Authors Margaret Atwood, William Gibson, and Neil Gaiman are admirers of the Biblio-Mat.

== Influence ==
The Biblio-Mat consistently appears on lists of top Toronto attractions and is often cited as a reason people visit the city. “People use the machine every day, people come visit us from all over the place,” Fowler told Global News in 2018. “Sometimes it feels like the thing is just running non-stop all day long.” The website Atlas Obscura has listed the Biblio-Mat as number one among “Cool, Hidden, and Unusual Things to Do in Toronto.”

In 2021, the musician Jack White, a Biblio-Mat fan, commissioned Small to build a random book machine for the third location of his Third Man Records store in the Soho district of London. The machine, called The Literarium, dispenses random literature from White's publishing company, Third Man Books.
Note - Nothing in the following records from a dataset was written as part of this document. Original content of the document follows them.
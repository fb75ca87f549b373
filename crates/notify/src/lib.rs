//! Normalized git notifications and their presentation.
//!
//! This crate provides the provider-agnostic [`Notification`] produced by
//! webhook watchers and the outbound side that shows it to the user.
//!
//! # Usage
//!
//! ```no_run
//! use notify::{Notification, NotificationKind, Notifier, NotifyEvent};
//!
//! # async fn demo() {
//! let notifier = Notifier::from_env();
//! let (sender, receiver) = notify::channel();
//!
//! let handle = tokio::spawn(notifier.run(receiver));
//!
//! sender
//!     .send(NotifyEvent::new(
//!         "GitHub",
//!         Notification::new(NotificationKind::NewIssue).with_number(Some(7)),
//!     ))
//!     .ok();
//!
//! drop(sender);
//! handle.await.ok();
//! # }
//! ```
//!
//! # Configuration
//!
//! - `NOTIFY_DISABLED`: Set to "true" to drop all notifications
//!
//! # Architecture
//!
//! - [`NotificationPresenter`] displays an event and reports the chosen action
//! - [`UrlOpener`] performs the `Open` action
//! - [`Notifier`] consumes the typed event channel and wires both together

#![warn(clippy::pedantic)]
#![allow(clippy::module_name_repetitions)]

pub mod channels;
pub mod error;
pub mod events;
pub mod opener;

pub use channels::log::LogPresenter;
pub use channels::NotificationPresenter;
pub use error::PresentError;
pub use events::{
    commit_title, truncate_title, Notification, NotificationKind, NotifyEvent, SuggestedAction,
};
pub use opener::{BrowserOpener, UrlOpener};

use std::sync::Arc;
use tokio::sync::mpsc;
use tracing::{debug, error, info};

/// Environment variable to disable all notifications.
const ENV_NOTIFY_DISABLED: &str = "NOTIFY_DISABLED";

/// Sending half of the notification channel, held by watchers.
pub type NotifySender = mpsc::UnboundedSender<NotifyEvent>;

/// Receiving half of the notification channel, consumed by [`Notifier::run`].
pub type NotifyReceiver = mpsc::UnboundedReceiver<NotifyEvent>;

/// Create the typed channel that carries notifications from watchers.
#[must_use]
pub fn channel() -> (NotifySender, NotifyReceiver) {
    mpsc::unbounded_channel()
}

/// Presents notifications and performs the action the user picks.
#[derive(Clone)]
pub struct Notifier {
    presenter: Arc<dyn NotificationPresenter>,
    opener: Arc<dyn UrlOpener>,
    disabled: bool,
}

impl Notifier {
    /// Create a notifier that logs notifications and opens URLs in the browser.
    ///
    /// Honors `NOTIFY_DISABLED`.
    #[must_use]
    pub fn from_env() -> Self {
        let disabled = std::env::var(ENV_NOTIFY_DISABLED)
            .map(|v| v.eq_ignore_ascii_case("true") || v == "1")
            .unwrap_or(false);

        if disabled {
            info!("Notifications disabled via NOTIFY_DISABLED");
        }

        Self {
            presenter: Arc::new(LogPresenter),
            opener: Arc::new(BrowserOpener),
            disabled,
        }
    }

    /// Create a notifier with a specific presenter and opener.
    #[must_use]
    pub fn new(presenter: Arc<dyn NotificationPresenter>, opener: Arc<dyn UrlOpener>) -> Self {
        Self {
            presenter,
            opener,
            disabled: false,
        }
    }

    /// Create a notifier that drops every event.
    #[must_use]
    pub fn disabled() -> Self {
        Self {
            presenter: Arc::new(LogPresenter),
            opener: Arc::new(BrowserOpener),
            disabled: true,
        }
    }

    /// Check if events are being dropped.
    #[must_use]
    pub const fn is_disabled(&self) -> bool {
        self.disabled
    }

    /// Consume events until every sender has been dropped.
    ///
    /// Each event is presented on its own task, so a presenter waiting on
    /// the user never holds up later events.
    pub async fn run(self, mut receiver: NotifyReceiver) {
        while let Some(event) = receiver.recv().await {
            self.notify(event);
        }
        debug!("Notification channel closed");
    }

    /// Present an event in the background (fire-and-forget).
    ///
    /// Errors are logged but not propagated to the caller.
    pub fn notify(&self, event: NotifyEvent) {
        if self.disabled {
            debug!("Notifications disabled, skipping event");
            return;
        }

        let notifier = self.clone();
        tokio::spawn(async move {
            if let Err(e) = notifier.notify_and_wait(&event).await {
                error!(
                    presenter = notifier.presenter.name(),
                    source = %event.source,
                    error = %e,
                    "Failed to present notification"
                );
            }
        });
    }

    /// Present an event, then perform the chosen action.
    ///
    /// Returns the action the presenter selected.
    pub async fn notify_and_wait(
        &self,
        event: &NotifyEvent,
    ) -> Result<Option<SuggestedAction>, PresentError> {
        if self.disabled {
            return Ok(None);
        }

        let actions = event.notification.suggested_actions();
        let chosen = self.presenter.present(event, &actions).await?;

        match &chosen {
            Some(SuggestedAction::Open(url)) => {
                debug!(url = %url, "Opening notification URL");
                self.opener.open(url).await?;
            }
            Some(SuggestedAction::ShowUrl(url)) => {
                self.presenter.show_info(url).await?;
            }
            Some(SuggestedAction::Dismiss) | None => {}
        }

        Ok(chosen)
    }
}

impl Default for Notifier {
    fn default() -> Self {
        Self::from_env()
    }
}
The Biblio-Mat is cited in books about the book trade, including Bibliophile: An Illustrated Miscellany (2018) and The Bookseller's Tale (2020).

== Notable uses ==
People have used the machine to propose marriage on at least two occasions.

In 2013, a Monkey's Paw customer named Vincent Lui used the Biblio-Mat once a week for a year and wrote a review of every book it dispensed. Lui's project was celebrated during Biblio-Mat Fanatic Day.

In 2018, the Biblio-Mat was featured on an episode of The Amazing Race Canada.